Dr Khan is alleged to have injected the WADA-banned drug CJC1295 into NRL player Sandor Earl, an act that has earned the player a 12-month suspension for doping. Dr Khan and Dr Dugal did not return calls.
The emergence of emails showing that Essendon's doctors were not aware of the extent of the heart tests or of the presence at the club of blank pathology forms linked to Sydney doctors raises further questions about the extent to which Dr Reid and Dr De Morton were sidelined from the supplements program.
Both doctors were meant to have far greater input after Dr
Reid wrote a scathing letter to Hird and former football manager Paul Hamilton in January last year questioning the ethics and benefits of the supplements program.
The matter of the heart diagnostic checks blew up internally at Essendon in October last year when cardiologist and equine heart specialist Adam Gay sent an invoice for almost $10,000 for 46 electrocardiograms and 44 echocardiograms on players. Dr Gay, who declined to comment, brought a portable device to Windy Hill to do the tests. It is believed Dr Gay had appropriate referrals.
On October 10, Essendon football boss Danny Corcoran emailed Robinson asking if he knew anything about Dr Gay's invoice, saying: ''Danksy [Dank] said there was no cost for this service!!''
Corcoran was alerted to the bill by Essendon list manager Adrian Dodoro in an email that stated: ''Dan don't have a heart attack! Danksy strikes again!!''
Dank has repeatedly denied any wrongdoing at Essendon and at several NRL clubs at which he has worked.
When told of the football department's plan to recover the cost of the heart checks through Medicare, Dr De Morton warned that any attempt to do so would result in an investigation by the Commonwealth health insurer and added that ''we [Bruce and I] need to take control back of these areas''.
''No discussion re any of this occurred prior to the ECGs (Echos) going ahead,'' Dr De Morton wrote in an October 16 email to Robinson.
''I understood there was some 'special arrangement' and both Bruce and I had made it clear to SD [Dank] that this was considered screening and we would be investigated by Medicare if we even considered ordering 46 ECGs (let alone, as it turned out, 44 Echos as well).
''I feel yet again like we are picking up the pieces of something that was running out of control but under the guise of lots of reassurance that everything was taken care of.''
In response, Robinson wrote an email expressing regret at how things had turned out, telling Dr De Morton that he had thought the club would not be billed for the heart checks.
Emails also show Essendon was also billed $15,000 by cosmetic doctor Paul Spano, whose clinic across the road from Windy Hill was used to deliver supplements intravenously to players.
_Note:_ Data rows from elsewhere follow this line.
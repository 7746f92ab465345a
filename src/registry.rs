//! Per-account collection of newsgroups
//!
//! Groups are looked up by name and iterated in the order they were first
//! referenced. That order is also the order in which they are written back to
//! the newsrc and the active cache.

use crate::group::NewsGroup;
use indexmap::IndexMap;
use indexmap::map::Entry;
use tracing::trace;

/// Name-indexed, insertion-ordered set of [`NewsGroup`]s
///
/// # Example
///
/// ```
/// use nntp_newsrc::GroupRegistry;
///
/// let mut registry = GroupRegistry::new();
/// registry.find_or_create("comp.lang.rust").subscribed = true;
/// registry.find_or_create("alt.test");
///
/// let names: Vec<&str> = registry.iter().map(|g| g.name()).collect();
/// assert_eq!(names, ["comp.lang.rust", "alt.test"]);
/// assert!(registry.get("comp.lang.rust").unwrap().subscribed);
/// ```
#[derive(Debug, Clone, Default)]
pub struct GroupRegistry {
    groups: IndexMap<String, NewsGroup>,
}

impl GroupRegistry {
    /// Create an empty registry
    pub fn new() -> Self {
        Self::default()
    }

    /// Look up a group, creating it in the "not yet known" state if missing
    pub fn find_or_create(&mut self, name: &str) -> &mut NewsGroup {
        match self.groups.entry(name.to_string()) {
            Entry::Occupied(entry) => entry.into_mut(),
            Entry::Vacant(entry) => {
                trace!("New group {}", name);
                entry.insert(NewsGroup::new(name))
            }
        }
    }

    /// Look up a group by name
    pub fn get(&self, name: &str) -> Option<&NewsGroup> {
        self.groups.get(name)
    }

    /// Look up a group by name for modification
    pub fn get_mut(&mut self, name: &str) -> Option<&mut NewsGroup> {
        self.groups.get_mut(name)
    }

    /// Whether a group of that name is tracked
    #[must_use]
    pub fn contains(&self, name: &str) -> bool {
        self.groups.contains_key(name)
    }

    /// Position of a group in iteration order
    ///
    /// Positions only change when a group before it is removed.
    pub fn position(&self, name: &str) -> Option<usize> {
        self.groups.get_index_of(name)
    }

    /// Groups in insertion order
    pub fn iter(&self) -> impl Iterator<Item = &NewsGroup> {
        self.groups.values()
    }

    /// Groups in insertion order, mutable
    pub fn iter_mut(&mut self) -> impl Iterator<Item = &mut NewsGroup> {
        self.groups.values_mut()
    }

    /// Number of tracked groups
    pub fn len(&self) -> usize {
        self.groups.len()
    }

    /// True when no group is tracked
    #[must_use]
    pub fn is_empty(&self) -> bool {
        self.groups.is_empty()
    }

    /// Forget a group, keeping the order of the others
    pub fn remove(&mut self, name: &str) -> Option<NewsGroup> {
        self.groups.shift_remove(name)
    }

    /// Unsubscribe every group and drop its ranges ahead of a full newsrc reparse
    pub(crate) fn reset_newsrc_state(&mut self) {
        for group in self.groups.values_mut() {
            group.subscribed = false;
            group.clear_read_ranges();
            group.update_unread();
        }
    }

    /// Mark every group as no longer advertised, ahead of a full listing
    pub(crate) fn mark_all_absent(&mut self) {
        for group in self.groups.values_mut() {
            group.present_on_server = false;
        }
    }
}

impl<'a> IntoIterator for &'a GroupRegistry {
    type Item = &'a NewsGroup;
    type IntoIter = indexmap::map::Values<'a, String, NewsGroup>;

    fn into_iter(self) -> Self::IntoIter {
        self.groups.values()
    }
}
Other emails show the owner of a South Yarra clinic where Essendon footballers were injected with a host of substances, including a mysterious Mexican supplement sourced by a muscular dystrophy patient, was discussing a business venture with the foreign supplier of an anti-dementia drug made from pig's brain extracts that was also given to players.
The Australian Health Practitioners Regulation Agency is examining the actions of up to five doctors associated with Dank after a referral from the Australian Crime Commission. Medicare is also investigating allegations of medical fraud related to the Essendon program. Neither Dr Reid nor Dr De Morton is a subject of either investigation and Fairfax Media does not suggest either has acted improperly.